Oldest son Richard now runs the farm, so father Derek can help with the jam business and as well as two employees, younger sons Andrew and Mathew get roped in too.

But it's still true to its original idea of everything being as pure and natural as possible.

"I like to know where all the ingredients come from, " says Lesley, "So we get all our soft fruit from a farmer friend near Thirsk. Our damsons come from Kirby Stephen. Some ingredients, such as blueberries, have to come from further afield but we check them out as much as we can."

The recipes are a mixture of her own, family favourites and others given to her. "A lady from Bradford has just sent me a recipe for a gooseberry sauce, which looks interesting," she says.

Others never quite made it - Raydale Preserves sell well in the Castle Museum in York and the curator sent Lesley some 18th century recipes to try.

"Some of them used a pound of salt, which they were very keen on in those days. You just couldn't do that now."

While older customers tend to prefer the traditional varieties - lemon curd, strawberry and damson - younger customers are more adventurous.

"I've recently developed a pickle that I've called Hellish Relish, " says Lesley wickedly. "It takes 48 chillies to every 4lb of tomatoes. Everyone hates making it but it's flying off the shelves.
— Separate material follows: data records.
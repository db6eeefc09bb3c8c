//! Device Risk - Medical Device Recall Severity Client
//!
//! Desktop front end that suggests device details from a reference CSV and
//! asks a remote prediction service for the recall severity class.

mod data;
mod form;
mod gui;
mod history;
mod prediction;
mod settings;

use eframe::egui;
use gui::DeviceRiskApp;
use tracing_subscriber::EnvFilter;

fn main() -> eframe::Result<()> {
    // Initialize logging, RUST_LOG overrides the default level
    tracing_subscriber::fmt()
        .with_env_filter(EnvFilter::try_from_default_env().unwrap_or_else(|_| EnvFilter::new("info")))
        .init();

    let settings = settings::load_settings();
    if settings::settings_path().is_some_and(|path| !path.exists()) {
        if let Err(e) = settings::save_settings(&settings) {
            tracing::warn!("Could not write default settings: {}", e);
        }
    }

    // Configure native options
    let options = eframe::NativeOptions {
        viewport: egui::ViewportBuilder::default()
            .with_inner_size([1200.0, 800.0])
            .with_min_inner_size([900.0, 600.0])
            .with_title("Device Risk"),
        ..Default::default()
    };

    eframe::run_native(
        "Device Risk",
        options,
        Box::new(move |cc| Ok(Box::new(DeviceRiskApp::new(cc, settings)))),
    )
}
//! Reference Data Index Module
//! Header lookup and per-field option lists derived from the reference CSV.

use crate::data::RawRow;
use std::collections::{HashMap, HashSet};

/// Logical fields the form can draw suggestions from.
#[derive(Debug, Clone, Copy, PartialEq, Eq, Hash)]
pub enum ReferenceField {
    DeviceName,
    Manufacturer,
    Classification,
    DeviceId,
    Country,
    Code,
}

impl ReferenceField {
    pub const ALL: [ReferenceField; 6] = [
        ReferenceField::DeviceName,
        ReferenceField::Manufacturer,
        ReferenceField::Classification,
        ReferenceField::DeviceId,
        ReferenceField::Country,
        ReferenceField::Code,
    ];

    /// Header names to try, in priority order.
    pub fn header_candidates(self) -> &'static [&'static str] {
        match self {
            ReferenceField::DeviceName => &["name", "device_name"],
            ReferenceField::Manufacturer => &["name_manufacturer", "manufacturer"],
            ReferenceField::Classification => &["classification"],
            ReferenceField::DeviceId => &["device_id", "id"],
            ReferenceField::Country => &["country", "country_device", "country_event"],
            ReferenceField::Code => &["code"],
        }
    }

    /// Whether cells go through [`normalize_id`] before dedup.
    fn is_identifier(self) -> bool {
        matches!(self, ReferenceField::DeviceId)
    }
}

/// Parsed reference rows plus the option lists derived from them.
#[derive(Debug, Clone, Default)]
pub struct ReferenceIndex {
    headers: HashMap<String, usize>,
    row_count: usize,
    options: HashMap<ReferenceField, Vec<String>>,
}

impl ReferenceIndex {
    /// Build the index. Row 0 is the header row, everything after is data.
    pub fn from_rows(rows: &[RawRow]) -> Self {
        let Some((header_row, data_rows)) = rows.split_first() else {
            return Self::default();
        };

        let headers: HashMap<String, usize> = header_row
            .iter()
            .enumerate()
            .map(|(i, h)| (h.trim().to_string(), i))
            .collect();

        let mut index = Self {
            headers,
            row_count: data_rows.len(),
            options: HashMap::new(),
        };

        for field in ReferenceField::ALL {
            let Some(col) = index.resolve(field) else {
                continue;
            };
            let cells = data_rows.iter().filter_map(|row| row.get(col));
            let values = if field.is_identifier() {
                unique_strings(cells.map(|c| normalize_id(c)))
            } else {
                unique_strings(cells)
            };
            index.options.insert(field, values);
        }

        index
    }

    /// Column index for an exact (trimmed) header name.
    pub fn column(&self, name: &str) -> Option<usize> {
        self.headers.get(name).copied()
    }

    /// Column a logical field reads from: the first candidate header present.
    pub fn resolve(&self, field: ReferenceField) -> Option<usize> {
        field
            .header_candidates()
            .iter()
            .find_map(|name| self.column(name))
    }

    /// Option list for a field; empty when the column is missing.
    pub fn options(&self, field: ReferenceField) -> &[String] {
        self.options.get(&field).map(Vec::as_slice).unwrap_or(&[])
    }

    /// Number of data rows (header excluded).
    pub fn row_count(&self) -> usize {
        self.row_count
    }

    pub fn is_empty(&self) -> bool {
        self.row_count == 0
    }
}

/// Trim, drop empties and dedup while keeping first-seen order.
pub fn unique_strings<I, S>(values: I) -> Vec<String>
where
    I: IntoIterator<Item = S>,
    S: AsRef<str>,
{
    let mut seen = HashSet::new();
    let mut out = Vec::new();
    for value in values {
        let trimmed = value.as_ref().trim();
        if !trimmed.is_empty() && seen.insert(trimmed.to_string()) {
            out.push(trimmed.to_string());
        }
    }
    out
}

/// Undo spreadsheet float formatting on identifiers: `"1234.0"` becomes `"1234"`.
pub fn normalize_id(value: &str) -> String {
    let trimmed = value.trim();
    match trimmed.strip_suffix(".0") {
        Some(digits) if !digits.is_empty() && digits.bytes().all(|b| b.is_ascii_digit()) => {
            let stripped = digits.trim_start_matches('0');
            if stripped.is_empty() {
                "0".to_string()
            } else {
                stripped.to_string()
            }
        }
        _ => trimmed.to_string(),
    }
}
//! Form module - device form values and submission lifecycle

mod state;

pub use state::{DeviceDetails, DeviceForm, FormState, SubmissionPhase, Ticket};
//! GUI module - User interface components

mod app;
mod device_form;
mod result_view;
mod searchable_select;

pub use app::DeviceRiskApp;
pub use device_form::{DeviceFormAction, DeviceFormPanel};
pub use result_view::ResultView;
pub use searchable_select::SearchableSelect;
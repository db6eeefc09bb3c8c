//! Settings types for the desktop client.
//!
//! Everything here has a working default, so a missing or broken settings
//! file never blocks start-up.

mod persistence;

pub use persistence::{load_settings, save_settings, settings_path, SettingsError};

use crate::prediction::DEFAULT_ENDPOINT;
use serde::{Deserialize, Serialize};
use std::path::PathBuf;
use std::time::Duration;

/// Application settings (persisted to disk as TOML).
#[derive(Debug, Clone, Default, PartialEq, Serialize, Deserialize)]
#[serde(default)]
pub struct Settings {
    pub general: GeneralSettings,
    pub service: ServiceSettings,
    pub data: DataSettings,
}

#[derive(Debug, Clone, Default, PartialEq, Serialize, Deserialize)]
#[serde(default)]
pub struct GeneralSettings {
    /// Enable dark mode theme.
    pub dark_mode: bool,
}

/// Prediction service connection.
#[derive(Debug, Clone, PartialEq, Serialize, Deserialize)]
#[serde(default)]
pub struct ServiceSettings {
    /// Absolute URL of the predict endpoint.
    pub endpoint: String,
    /// Per-request deadline; unset means wait indefinitely.
    pub request_timeout_secs: Option<u64>,
}

impl Default for ServiceSettings {
    fn default() -> Self {
        Self {
            endpoint: DEFAULT_ENDPOINT.to_string(),
            request_timeout_secs: None,
        }
    }
}

impl ServiceSettings {
    pub fn timeout(&self) -> Option<Duration> {
        self.request_timeout_secs.map(Duration::from_secs)
    }
}

/// Reference dataset location.
#[derive(Debug, Clone, PartialEq, Serialize, Deserialize)]
#[serde(default)]
pub struct DataSettings {
    pub reference_csv: PathBuf,
}

impl Default for DataSettings {
    fn default() -> Self {
        Self {
            reference_csv: PathBuf::from("assets/master_v2.csv"),
        }
    }
}
//! Reference Data Loader Module
//! Reads the bundled reference CSV once and builds the option index.

use crate::data::{parse, ReferenceField, ReferenceIndex};
use std::fs;
use std::path::{Path, PathBuf};
use thiserror::Error;
use tracing::{debug, info, warn};

#[derive(Error, Debug)]
pub enum LoaderError {
    #[error("Failed to read {}: {source}", path.display())]
    Io {
        path: PathBuf,
        #[source]
        source: std::io::Error,
    },
}

/// Owns the reference snapshot for one application run.
pub struct ReferenceLoader {
    index: Option<ReferenceIndex>,
    file_path: PathBuf,
}

impl ReferenceLoader {
    pub fn new(file_path: impl Into<PathBuf>) -> Self {
        Self {
            index: None,
            file_path: file_path.into(),
        }
    }

    /// Read and index the CSV file.
    pub fn load_csv(path: &Path) -> Result<ReferenceIndex, LoaderError> {
        let text = fs::read_to_string(path).map_err(|source| LoaderError::Io {
            path: path.to_path_buf(),
            source,
        })?;
        let text = text.strip_prefix('\u{feff}').unwrap_or(&text);

        let rows = parse(text);
        debug!("Parsed {} CSV rows from {:?}", rows.len(), path);

        let index = ReferenceIndex::from_rows(&rows);
        if index.is_empty() {
            warn!("Reference CSV {:?} has no data rows", path);
        }
        info!(
            "Loaded reference data: {} rows, {} device names, {} manufacturers, {} classifications",
            index.row_count(),
            index.options(ReferenceField::DeviceName).len(),
            index.options(ReferenceField::Manufacturer).len(),
            index.options(ReferenceField::Classification).len(),
        );
        Ok(index)
    }

    /// Get the configured CSV path.
    pub fn file_path(&self) -> &Path {
        &self.file_path
    }

    /// Store the index produced by a background load.
    pub fn set_index(&mut self, index: ReferenceIndex) {
        self.index = Some(index);
    }

    /// Whether the one-time load has settled (successfully or not).
    pub fn is_loaded(&self) -> bool {
        self.index.is_some()
    }

    /// Option list for a field, empty until loaded.
    pub fn options(&self, field: ReferenceField) -> &[String] {
        self.index
            .as_ref()
            .map(|index| index.options(field))
            .unwrap_or(&[])
    }
}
Youngsters love it."

Now the aim is to extend the range of the preserves and the number of stockists. At the moment you can buy their range at farm shops, delicatessens throughout the region, as well as at the Castle Museum in York and York Farmers' Market. They also regularly visit food fairs and, this weekend, will have a stall at the Dales Festival of Food and Drink in Leyburn.

So it could be some time before Lesley gets to put her feet up...
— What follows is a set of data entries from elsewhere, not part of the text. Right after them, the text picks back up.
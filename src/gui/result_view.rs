//! Result View Widget
//! Central panel: latest prediction or error, recommended actions and the
//! session history.

use crate::form::{DeviceForm, SubmissionPhase};
use crate::history::{HistorySummary, PredictionHistory};
use crate::prediction::{PredictionResponse, SeverityClass};
use egui::{Color32, RichText, ScrollArea};

const FAQS: [(&str, &str); 4] = [
    (
        "What is recall?",
        "A correction or removal action taken by a manufacturer to address a problem with a medical device. \
         Recalls occur when a medical device is defective, when it could be a risk to health, or when it is both. \
         A recall does not always mean that a patient must stop using the product or return it to the company; \
         sometimes the device needs to be checked, adjusted, or fixed.",
    ),
    (
        "What are recall classes?",
        "Class I: a reasonable chance that a product will cause serious health problems or death. \
         Class II: a product may cause a temporary or reversible health problem, or there is a slight chance of \
         serious health problems or death. Class III: a product is not likely to cause any health problem or injury.",
    ),
    (
        "What is a safety alert?",
        "Alerts provide important information and recommendations about products. An alert does not necessarily \
         mean a product is unsafe. Safety alerts are addressed to health workers and users and may include recalls.",
    ),
    (
        "What is a Field Safety Notice?",
        "A communication sent by a device manufacturer or its representative about actions taken on a product \
         already on the market. Mainly for health workers, but also for users. It can include recalls and alerts.",
    ),
];

/// Stateless renderer for the central panel.
pub struct ResultView;

impl ResultView {
    pub fn show(ui: &mut egui::Ui, form: &DeviceForm, history: &PredictionHistory) {
        ScrollArea::vertical()
            .auto_shrink([false, false])
            .show(ui, |ui| {
                if let Some(prediction) = form.prediction() {
                    Self::draw_prediction(ui, prediction);
                } else if let Some(error) = form.error() {
                    Self::card(ui, Color32::from_rgb(220, 53, 69), |ui| {
                        ui.label(
                            RichText::new(format!("Error: {error}"))
                                .color(Color32::from_rgb(220, 53, 69)),
                        );
                    });
                } else if let SubmissionPhase::Submitting { ticket } = form.phase() {
                    ui.horizontal(|ui| {
                        ui.spinner();
                        ui.label(format!("Waiting for the prediction service (request #{ticket})…"));
                    });
                } else {
                    ui.label(
                        RichText::new("Pick a device, manufacturer and classification to predict recall severity.")
                            .color(Color32::GRAY),
                    );
                }

                ui.add_space(15.0);
                Self::draw_history(ui, history);

                ui.add_space(15.0);
                ui.collapsing(RichText::new("FAQs").size(14.0).strong(), |ui| {
                    for (question, answer) in FAQS {
                        ui.label(RichText::new(question).strong());
                        ui.label(RichText::new(answer).size(12.0));
                        ui.add_space(6.0);
                    }
                });
            });
    }

    fn card(ui: &mut egui::Ui, color: Color32, add_contents: impl FnOnce(&mut egui::Ui)) {
        egui::Frame::none()
            .rounding(8.0)
            .stroke(egui::Stroke::new(2.0, color))
            .fill(ui.visuals().widgets.noninteractive.bg_fill)
            .inner_margin(12.0)
            .show(ui, |ui| {
                ui.set_width(ui.available_width());
                add_contents(ui);
            });
    }

    fn draw_prediction(ui: &mut egui::Ui, prediction: &PredictionResponse) {
        let accent = Color32::from_rgb(100, 149, 237);
        Self::card(ui, accent, |ui| {
            ui.label(RichText::new("Prediction Result").size(18.0).strong().color(accent));
            ui.add_space(6.0);
            ui.label(RichText::new(format!("Severity Class: {}", prediction.prediction)).size(15.0));
            if let Some(confidence) = prediction.confidence {
                ui.label(format!("Confidence: {:.1}%", confidence * 100.0));
            }
            if let Some(method) = &prediction.method {
                ui.label(RichText::new(format!("Method: {method}")).color(Color32::GRAY));
            }
            for (key, value) in &prediction.extra {
                let value = match value {
                    serde_json::Value::String(text) => text.clone(),
                    other => other.to_string(),
                };
                ui.label(
                    RichText::new(format!("{key}: {value}"))
                        .size(12.0)
                        .color(Color32::GRAY),
                );
            }
        });

        ui.add_space(10.0);

        match prediction.severity() {
            Some(severity) => Self::draw_recommendation(ui, severity),
            None => {
                ui.label(
                    RichText::new(format!(
                        "No recommended actions are defined for class \"{}\".",
                        prediction.prediction
                    ))
                    .italics()
                    .color(Color32::GRAY),
                );
            }
        }
    }

    fn draw_recommendation(ui: &mut egui::Ui, severity: SeverityClass) {
        let recommendation = severity.recommendation();
        Self::card(ui, Color32::from_rgb(245, 158, 11), |ui| {
            ui.label(RichText::new("Recommended Actions").size(16.0).strong());
            ui.add_space(4.0);
            ui.label(
                RichText::new(recommendation.headline)
                    .strong()
                    .color(severity.color()),
            );
            ui.add_space(4.0);
            for action in recommendation.actions {
                ui.label(format!("• {action}"));
            }
        });
    }

    fn draw_summary(ui: &mut egui::Ui, summary: &HistorySummary) {
        let classes = summary
            .class_counts
            .iter()
            .map(|(class, count)| format!("class {class}: {count}"))
            .collect::<Vec<_>>()
            .join(", ");
        let methods = summary
            .method_counts
            .iter()
            .map(|(method, count)| format!("{method}: {count}"))
            .collect::<Vec<_>>()
            .join(", ");

        ui.label(RichText::new(format!("Classes: {classes}")).size(12.0));
        ui.label(RichText::new(format!("Methods: {methods}")).size(12.0));
        if let Some(average) = summary.average_confidence {
            let recent = summary
                .recent_average_confidence
                .map(|r| format!(", last {}: {:.1}%", summary.recent_count, r * 100.0))
                .unwrap_or_default();
            ui.label(
                RichText::new(format!("Average confidence: {:.1}%{recent}", average * 100.0))
                    .size(12.0),
            );
        }
    }

    fn draw_history(ui: &mut egui::Ui, history: &PredictionHistory) {
        ui.label(
            RichText::new(format!("🕘 Session History ({})", history.len()))
                .size(14.0)
                .strong(),
        );
        ui.add_space(5.0);
        if history.is_empty() {
            ui.label(RichText::new("No predictions yet").size(12.0).color(Color32::GRAY));
            return;
        }

        Self::draw_summary(ui, &history.summary());
        ui.add_space(8.0);

        egui::Grid::new("prediction_history")
            .striped(true)
            .num_columns(5)
            .show(ui, |ui| {
                for header in ["Time", "Device", "Manufacturer", "Implanted", "Class"] {
                    ui.label(RichText::new(header).strong());
                }
                ui.end_row();

                for record in history.newest_first() {
                    ui.label(&record.timestamp);
                    ui.label(&record.name);
                    ui.label(&record.name_manufacturer);
                    ui.label(&record.implanted);
                    let class = SeverityClass::from_prediction(&record.prediction)
                        .map(|s| s.color())
                        .unwrap_or(Color32::GRAY);
                    ui.label(RichText::new(&record.prediction).strong().color(class));
                    ui.end_row();
                }
            });
    }
}
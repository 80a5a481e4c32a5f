use std::cmp::Ordering;
use std::collections::HashMap;

use crate::models::Db;

/// Display-ready projection of one vault entry.
#[derive(Debug, Clone, PartialEq, Eq)]
pub struct Row {
    pub uuid: String,
    pub name: String,
    pub issuer: String,
    pub note: String,
    pub group_names: Vec<String>,
    /// 1-based position in the full sorted list; stable under filtering.
    pub position: usize,
}

impl Row {
    pub fn groups_label(&self) -> String {
        self.group_names.join(", ")
    }
}

pub fn compare_rows(a: &Row, b: &Row) -> Ordering {
    a.issuer
        .to_lowercase()
        .cmp(&b.issuer.to_lowercase())
        .then_with(|| a.name.to_lowercase().cmp(&b.name.to_lowercase()))
}

/// Resolves group ids to names and sorts by issuer then name.
/// Unknown group ids are kept verbatim.
pub fn build_rows(db: &Db) -> Vec<Row> {
    let names: HashMap<&str, &str> = db
        .groups
        .iter()
        .map(|g| (g.uuid.as_str(), g.name.as_str()))
        .collect();

    let mut rows: Vec<Row> = db
        .entries
        .iter()
        .map(|e| Row {
            uuid: e.uuid.clone(),
            name: e.name.clone(),
            issuer: e.issuer.clone(),
            note: e.note.clone(),
            group_names: e
                .groups
                .iter()
                .map(|id| names.get(id.as_str()).copied().unwrap_or(id.as_str()).to_string())
                .collect(),
            position: 0,
        })
        .collect();
    rows.sort_by(compare_rows);
    for (i, row) in rows.iter_mut().enumerate() {
        row.position = i + 1;
    }
    rows
}

/// Group names in vault order, for the group picker.
pub fn group_names(db: &Db) -> Vec<String> {
    db.groups.iter().map(|g| g.name.clone()).collect()
}
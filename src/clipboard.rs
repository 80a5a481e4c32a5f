use anyhow::{anyhow, Result};
use arboard::Clipboard;

/// Best-effort clipboard write. Whether one exists at all is decided once at
/// startup by whoever builds the session.
pub trait ClipboardSink {
    fn copy(&mut self, text: &str) -> Result<()>;
}

pub struct SystemClipboard {
    inner: Clipboard,
}

impl SystemClipboard {
    /// Returns `None` when no clipboard is reachable (headless session, no display).
    pub fn probe() -> Option<Self> {
        match Clipboard::new() {
            Ok(inner) => Some(Self { inner }),
            Err(e) => {
                tracing::info!(error = %e, "clipboard unavailable");
                None
            }
        }
    }
}

impl ClipboardSink for SystemClipboard {
    fn copy(&mut self, text: &str) -> Result<()> {
        self.inner
            .set_text(text.to_string())
            .map_err(|e| anyhow!("Failed to set clipboard: {e}"))
    }
}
* The Dales Festival of Food and Drink, a celebration of food, drink and farming in the Yorkshire Dales, takes place in Leyburn tomorrow, Saturday and Sunday, 10am -5pm.
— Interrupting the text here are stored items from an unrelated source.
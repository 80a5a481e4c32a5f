use std::collections::HashMap;
use std::time::{Duration, Instant};

pub const REVEAL_IDLE_TIMEOUT: Duration = Duration::from_secs(60);
pub const URGENT_THRESHOLD_MS: i64 = 10_000;
pub const FEEDBACK_DURATION: Duration = Duration::from_secs(2);

/// A countdown that reached zero or jumped back up crossed a rotation boundary.
pub fn rotated(previous_ms: i64, current_ms: i64) -> bool {
    current_ms <= 0 || current_ms > previous_ms
}

pub fn whole_seconds(ms: i64) -> i64 {
    (ms.max(0) + 999) / 1000
}

#[derive(Debug, Clone)]
pub struct RevealState {
    pub uuid: String,
    pub code: Option<String>,
    pub remaining_ms: i64,
    last_input: Instant,
    feedback: Option<(String, Instant)>,
}

impl RevealState {
    pub fn new(uuid: String, code: Option<String>, remaining_ms: i64, now: Instant) -> Self {
        Self {
            uuid,
            code,
            remaining_ms,
            last_input: now,
            feedback: None,
        }
    }

    pub fn touch(&mut self, now: Instant) {
        self.last_input = now;
    }

    pub fn idle_expired(&self, now: Instant) -> bool {
        now.saturating_duration_since(self.last_input) >= REVEAL_IDLE_TIMEOUT
    }

    pub fn urgent(&self) -> bool {
        self.remaining_ms < URGENT_THRESHOLD_MS
    }

    pub fn set_feedback(&mut self, text: String, now: Instant) {
        self.feedback = Some((text, now + FEEDBACK_DURATION));
    }

    pub fn feedback(&self) -> Option<&str> {
        self.feedback.as_ref().map(|(text, _)| text.as_str())
    }

    /// Drops feedback whose display time is over. Returns true if it did.
    pub fn expire_feedback(&mut self, now: Instant) -> bool {
        match &self.feedback {
            Some((_, until)) if now >= *until => {
                self.feedback = None;
                true
            }
            _ => false,
        }
    }

    /// Feeds one countdown sample. On rotation the code is taken from
    /// `codes`; returns true when something visible changed.
    pub fn observe(&mut self, remaining_ms: i64, codes: &HashMap<String, String>) -> bool {
        let mut changed = whole_seconds(remaining_ms) != whole_seconds(self.remaining_ms);
        if rotated(self.remaining_ms, remaining_ms) {
            let fresh = codes.get(&self.uuid).cloned();
            if fresh != self.code {
                self.code = fresh;
                changed = true;
            }
        }
        self.remaining_ms = remaining_ms;
        changed
    }
}

#[cfg(test)]
mod tests {
    use super::*;

    fn codes(code: &str) -> HashMap<String, String> {
        HashMap::from([("u1".to_string(), code.to_string())])
    }

    #[test]
    fn rotation_is_detected_by_wraparound_or_zero() {
        assert!(!rotated(20_000, 19_000));
        assert!(rotated(500, 29_800));
        assert!(rotated(500, 0));
        assert!(!rotated(500, 500));
    }

    #[test]
    fn same_second_and_same_code_is_not_a_change() {
        let now = Instant::now();
        let mut state = RevealState::new("u1".into(), Some("111111".into()), 20_900, now);
        assert!(!state.observe(20_100, &codes("111111")));
        assert!(state.observe(19_900, &codes("111111")));
    }

    #[test]
    fn code_is_replaced_after_rotation() {
        let now = Instant::now();
        let mut state = RevealState::new("u1".into(), Some("111111".into()), 400, now);
        assert!(state.observe(29_600, &codes("222222")));
        assert_eq!(state.code.as_deref(), Some("222222"));
        assert!(!state.urgent());
    }

    #[test]
    fn unchanged_code_is_kept_without_rotation() {
        let now = Instant::now();
        let mut state = RevealState::new("u1".into(), Some("111111".into()), 15_000, now);
        state.observe(14_000, &codes("999999"));
        assert_eq!(state.code.as_deref(), Some("111111"));
    }

    #[test]
    fn idle_timeout_and_touch() {
        let start = Instant::now();
        let mut state = RevealState::new("u1".into(), None, 30_000, start);
        assert!(!state.idle_expired(start + Duration::from_secs(59)));
        state.touch(start + Duration::from_secs(30));
        assert!(!state.idle_expired(start + Duration::from_secs(89)));
        assert!(state.idle_expired(start + Duration::from_secs(90)));
    }

    #[test]
    fn feedback_expires_after_display_time() {
        let start = Instant::now();
        let mut state = RevealState::new("u1".into(), None, 30_000, start);
        state.set_feedback("OTP copied to clipboard!".into(), start);
        assert!(!state.expire_feedback(start + Duration::from_millis(1_999)));
        assert_eq!(state.feedback(), Some("OTP copied to clipboard!"));
        assert!(state.expire_feedback(start + FEEDBACK_DURATION));
        assert_eq!(state.feedback(), None);
    }

    #[test]
    fn urgency_threshold() {
        let now = Instant::now();
        let mut state = RevealState::new("u1".into(), None, 10_000, now);
        assert!(!state.urgent());
        state.observe(9_999, &HashMap::new());
        assert!(state.urgent());
    }
}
More than 70 exhibitors will be selling the best of local produce - everything from cheese to chocolate, meat to marmalade, beer to bacon and pies, puddings and plants.

As well as stalls selling produce in the main marquee, there will be a full programme of demonstrations of cookery, cheese making, chocolate making and flower arranging, WI Market, farming display, Real Ale Trail, Tea Shop Trail and more.

Adults £2, Under 16s free, Free park and ride. www.dalesfestivaloffood.org

BY buying some Raydale jam or chutney, you could be helping to rebuild a dry stone wall, uncovering a medieval monastic sheepwash or funding a footpath to a Bronze Age settlement.

When the Kettlewells first started selling their jams in a small way, they decided to put the money towards conservation on their 450 acres.

"For farmers these days, conservation is a luxury, not really something you can do in the ordinary run of things, " says Lesley, "When Derek's father took the farm over it was very run down and at a really bad time for farming and he wasn't able to do much, and we've always wanted to do what we can."

So far, the jam money has paid for a thousand trees, fenced an ancient wood and paid for 1,000 metres of dry stone walling. - there's a team almost permanently on the farm.

Now the dale is quiet, Stalling Busk is literally the end of the road, with only 12 houses, six of them permanently occupied and with the Kettlewells the only family locally born.

"But it's had a thriving population in the past, from Bronze Age settlements, the Roman road, drovers' roads to more recent times when the dale was entirely self sufficient and there were more than 60 children at the school. In the 14th and 15th centuries the great monasteries kept their sheep here. It was big business."

Among the next projects the Kettlewells want to use the jam money for is to uncover a medieval monastic sheepwash and sheepfold. They also want to put in three permissive footpaths, enabling walkers to come and see the history of the dale and its landscape.

"We have some wonderful waterfalls on our land and it seems wrong to keep them to ourselves, " says Lesley, with remarkable generosity. "We firmly believe that you can never really own land, you're just custodians for future generations and we want people to be able to share it."

Eat jam and conserve the countryside - has to be worth a pot or two.